(Stored data)
|---|

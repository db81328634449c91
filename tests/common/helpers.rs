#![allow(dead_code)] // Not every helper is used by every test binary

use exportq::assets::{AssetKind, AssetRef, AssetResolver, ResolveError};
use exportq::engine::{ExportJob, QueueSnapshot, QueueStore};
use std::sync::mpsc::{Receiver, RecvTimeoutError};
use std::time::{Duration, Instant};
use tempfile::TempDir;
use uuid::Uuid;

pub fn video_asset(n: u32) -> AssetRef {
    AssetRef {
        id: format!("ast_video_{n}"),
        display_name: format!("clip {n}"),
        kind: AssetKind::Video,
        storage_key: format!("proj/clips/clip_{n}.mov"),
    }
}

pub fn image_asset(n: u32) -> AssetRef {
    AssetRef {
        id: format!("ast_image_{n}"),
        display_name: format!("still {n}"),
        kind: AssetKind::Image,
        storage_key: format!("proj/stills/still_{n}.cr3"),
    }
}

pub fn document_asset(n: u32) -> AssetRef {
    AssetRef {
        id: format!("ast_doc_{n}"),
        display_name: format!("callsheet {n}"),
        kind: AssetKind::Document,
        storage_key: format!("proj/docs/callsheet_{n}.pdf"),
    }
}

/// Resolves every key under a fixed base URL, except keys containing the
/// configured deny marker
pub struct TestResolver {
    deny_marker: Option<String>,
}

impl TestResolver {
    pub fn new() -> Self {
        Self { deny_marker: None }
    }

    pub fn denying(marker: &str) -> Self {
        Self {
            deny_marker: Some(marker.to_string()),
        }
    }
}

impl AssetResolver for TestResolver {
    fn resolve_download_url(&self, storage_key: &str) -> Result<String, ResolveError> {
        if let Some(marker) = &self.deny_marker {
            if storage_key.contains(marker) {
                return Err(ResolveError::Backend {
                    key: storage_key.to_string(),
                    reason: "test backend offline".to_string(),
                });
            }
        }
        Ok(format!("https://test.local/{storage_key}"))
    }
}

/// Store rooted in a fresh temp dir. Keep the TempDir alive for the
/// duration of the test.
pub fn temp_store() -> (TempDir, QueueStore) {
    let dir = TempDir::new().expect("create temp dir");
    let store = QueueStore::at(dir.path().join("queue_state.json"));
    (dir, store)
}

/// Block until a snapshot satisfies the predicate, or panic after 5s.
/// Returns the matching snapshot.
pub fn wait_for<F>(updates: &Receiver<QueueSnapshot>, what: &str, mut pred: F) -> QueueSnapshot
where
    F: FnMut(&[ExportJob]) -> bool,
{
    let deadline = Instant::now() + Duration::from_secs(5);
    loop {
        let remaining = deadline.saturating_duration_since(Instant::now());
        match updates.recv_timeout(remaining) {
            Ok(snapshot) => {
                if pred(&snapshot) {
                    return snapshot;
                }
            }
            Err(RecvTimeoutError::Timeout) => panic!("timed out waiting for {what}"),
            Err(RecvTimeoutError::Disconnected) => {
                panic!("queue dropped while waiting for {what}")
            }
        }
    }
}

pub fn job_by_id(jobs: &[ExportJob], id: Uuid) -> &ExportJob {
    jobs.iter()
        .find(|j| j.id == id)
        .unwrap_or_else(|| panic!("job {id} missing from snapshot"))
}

|---|

Required action:
Copy every line of the records above exactly.

Exercise output:
repository db81328634449c91
filename tests/common/helpers.rs
#![allow(dead_code)] // Not every helper is used by every test binary

use exportq::assets::{AssetKind, AssetRef, AssetResolver, ResolveError};
use exportq::engine::{ExportJob, QueueSnapshot, QueueStore};
use std::sync::mpsc::{Receiver, RecvTimeoutError};
use std::time::{Duration, Instant};
use tempfile::TempDir;
use uuid::Uuid;

pub fn video_asset(n: u32) -> AssetRef {
    AssetRef {
        id: format!("ast_video_{n}"),
        display_name: format!("clip {n}"),
        kind: AssetKind::Video,
        storage_key: format!("proj/clips/clip_{n}.mov"),
    }
}

pub fn image_asset(n: u32) -> AssetRef {
    AssetRef {
        id: format!("ast_image_{n}"),
        display_name: format!("still {n}"),
        kind: AssetKind::Image,
        storage_key: format!("proj/stills/still_{n}.cr3"),
    }
}

pub fn document_asset(n: u32) -> AssetRef {
    AssetRef {
        id: format!("ast_doc_{n}"),
        display_name: format!("callsheet {n}"),
        kind: AssetKind::Document,
        storage_key: format!("proj/docs/callsheet_{n}.pdf"),
    }
}

/// Resolves every key under a fixed base URL, except keys containing the
/// configured deny marker
pub struct TestResolver {
    deny_marker: Option<String>,
}

impl TestResolver {
    pub fn new() -> Self {
        Self { deny_marker: None }
    }

    pub fn denying(marker: &str) -> Self {
        Self {
            deny_marker: Some(marker.to_string()),
        }
    }
}

impl AssetResolver for TestResolver {
    fn resolve_download_url(&self, storage_key: &str) -> Result<String, ResolveError> {
        if let Some(marker) = &self.deny_marker {
            if storage_key.contains(marker) {
                return Err(ResolveError::Backend {
                    key: storage_key.to_string(),
                    reason: "test backend offline".to_string(),
                });
            }
        }
        Ok(format!("https://test.local/{storage_key}"))
    }
}

/// Store rooted in a fresh temp dir. Keep the TempDir alive for the
/// duration of the test.
pub fn temp_store() -> (TempDir, QueueStore) {
    let dir = TempDir::new().expect("create temp dir");
    let store = QueueStore::at(dir.path().join("queue_state.json"));
    (dir, store)
}

/// Block until a snapshot satisfies the predicate, or panic after 5s.
/// Returns the matching snapshot.
pub fn wait_for<F>(updates: &Receiver<QueueSnapshot>, what: &str, mut pred: F) -> QueueSnapshot
where
    F: FnMut(&[ExportJob]) -> bool,
{
    let deadline = Instant::now() + Duration::from_secs(5);
    loop {
        let remaining = deadline.saturating_duration_since(Instant::now());
        match updates.recv_timeout(remaining) {
            Ok(snapshot) => {
                if pred(&snapshot) {
                    return snapshot;
                }
            }
            Err(RecvTimeoutError::Timeout) => panic!("timed out waiting for {what}"),
            Err(RecvTimeoutError::Disconnected) => {
                panic!("queue dropped while waiting for {what}")
            }
        }
    }
}

pub fn job_by_id(jobs: &[ExportJob], id: Uuid) -> &ExportJob {
    jobs.iter()
        .find(|j| j.id == id)
        .unwrap_or_else(|| panic!("job {id} missing from snapshot"))
}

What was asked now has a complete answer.